The opening establishes the central wound. Faith and Ronan once lived on the Oregon coast in a bungalow on Blueberry Lane, facing the Pacific, with their dog Sally. They were both fiction writers and, for a time, they lived in a rare state of mutual creative sympathy: one writing while the other wrote, one celebrating the other’s success, the ocean and forest outside their door. Then Ronan gets a phone call from his doctor. A routine test has revealed cancer that has already spread. The life they thought they had ahead of them collapses in a single moment. Faith thinks of Raymond Carver’s “Chef’s House,” about happiness in a seaside house that must come to an end.
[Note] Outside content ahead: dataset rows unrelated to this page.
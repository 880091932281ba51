//! `sctext extract` command implementation.

use std::path::PathBuf;

use clap::Args;
use sctext_config::CliSettings;

use super::Session;
use crate::error::CliError;
use crate::output::Output;

/// Arguments for the extract command.
#[derive(Args)]
pub(crate) struct ExtractArgs {
    /// Document ids (paths relative to the store root).
    #[arg(required = true)]
    ids: Vec<String>,

    /// Path to configuration file (default: auto-discover sctext.toml).
    #[arg(short, long)]
    config: Option<PathBuf>,

    /// Document store root (overrides config).
    #[arg(long, env = "SCTEXT_ROOT")]
    root: Option<PathBuf>,

    /// Use the regex fallback instead of the shortcode grammar.
    #[arg(long)]
    fallback: bool,

    /// Print compact JSON.
    #[arg(long)]
    compact: bool,
}

impl ExtractArgs {
    /// Execute the extract command.
    ///
    /// # Errors
    ///
    /// Returns an error if configuration is invalid or a document can't be read.
    pub(crate) fn execute(self) -> Result<(), CliError> {
        let output = Output::new();
        let settings = CliSettings {
            store_root: self.root,
            grammar_enabled: self.fallback.then_some(false),
            ..Default::default()
        };
        let session = Session::load(self.config.as_deref(), &settings)?;

        let responses = session.editor().fetch_many(self.ids.as_slice())?;
        for response in &responses {
            for warning in &response.debug.warnings {
                output.warning(&format!("{}: {warning}", response.document));
            }
        }

        let json = if self.compact {
            serde_json::to_string(&responses)?
        } else {
            serde_json::to_string_pretty(&responses)?
        };
        output.result(&json)?;
        Ok(())
    }
}
//! Environment variable expansion for configuration strings.
//!
//! Supports:
//! - `${VAR}` - expands to the value of VAR, errors if unset
//! - `${VAR:-default}` - expands to VAR if set, otherwise uses default

use std::convert::Infallible;

use crate::ConfigError;

/// Expand environment variable references in a string.
///
/// Returns the original string unchanged if no `${}` patterns are present.
/// Bare `$VAR` syntax is not expanded (only `${VAR}` with braces).
pub(crate) fn expand_env(value: &str, field: &str) -> Result<String, ConfigError> {
    // Fast path: no expansion needed
    if !value.contains("${") {
        return Ok(value.to_owned());
    }

    let expanded = shellexpand::env_with_context(value, |var| -> Result<Option<String>, Infallible> {
        Ok(std::env::var(var).ok())
    })
    .map(std::borrow::Cow::into_owned)
    .map_err(|e| ConfigError::EnvVar {
        field: field.to_owned(),
        message: format!("${{{}}} could not be read", e.var_name),
    })?;

    // Unset variables without a default are left in place.
    if let Some(name) = unexpanded_var(&expanded) {
        return Err(ConfigError::EnvVar {
            field: field.to_owned(),
            message: format!("${{{name}}} not set"),
        });
    }

    Ok(expanded)
}

/// Name of the first `${VAR}` reference left in `value`.
fn unexpanded_var(value: &str) -> Option<&str> {
    let start = value.find("${")? + 2;
    let rest = &value[start..];
    let end = rest.find('}')?;
    Some(&rest[..end])
}

#[cfg(test)]
mod tests {
    use pretty_assertions::assert_eq;

    use super::*;

    #[test]
    fn test_expand_simple_var() {
        // SAFETY: test runs single-threaded per test function
        unsafe {
            std::env::set_var("SCTEXT_TEST_SIMPLE", "/srv/pages");
        }
        let result = expand_env("${SCTEXT_TEST_SIMPLE}", "store.root").unwrap();
        assert_eq!(result, "/srv/pages");
        unsafe {
            std::env::remove_var("SCTEXT_TEST_SIMPLE");
        }
    }

    #[test]
    fn test_expand_with_default_uses_default() {
        // SAFETY: test runs single-threaded per test function
        unsafe {
            std::env::remove_var("SCTEXT_TEST_UNSET_DEFAULT");
        }
        let result = expand_env("${SCTEXT_TEST_UNSET_DEFAULT:-pages}", "store.root").unwrap();
        assert_eq!(result, "pages");
    }

    #[test]
    fn test_expand_missing_var_error() {
        // SAFETY: test runs single-threaded per test function
        unsafe {
            std::env::remove_var("SCTEXT_TEST_MISSING");
        }
        let err = expand_env("${SCTEXT_TEST_MISSING}/pages", "store.root").unwrap_err();

        assert!(matches!(err, ConfigError::EnvVar { .. }));
        assert!(err.to_string().contains("SCTEXT_TEST_MISSING"));
        assert!(err.to_string().contains("store.root"));
    }

    #[test]
    fn test_expand_embedded_var() {
        // SAFETY: test runs single-threaded per test function
        unsafe {
            std::env::set_var("SCTEXT_TEST_HOME", "/home/site");
        }
        let result = expand_env("${SCTEXT_TEST_HOME}/content", "store.root").unwrap();
        assert_eq!(result, "/home/site/content");
        unsafe {
            std::env::remove_var("SCTEXT_TEST_HOME");
        }
    }

    #[test]
    fn test_expand_literal_unchanged() {
        assert_eq!(expand_env("pages", "store.root").unwrap(), "pages");
        assert_eq!(expand_env("$VAR", "store.root").unwrap(), "$VAR");
    }
}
After the diagnosis, Faith and Ronan begin travelling. They go first to Iceland, chasing wonder in a season of darkness. Ronan dreams of shooting the scan of tumors inside his body with a pistol that will not fire. They eat extraordinary cinnamon rolls, make love in the long dark, and take a trip to see the northern lights. The guide calls them the luckiest people she has ever taken out, because the aurora is unusually spectacular; she jokingly says they can all die happy now. Ronan whispers that she has no idea. The cruelty of that luck — to be given beauty while dying — becomes one of the novel’s central emotional tensions.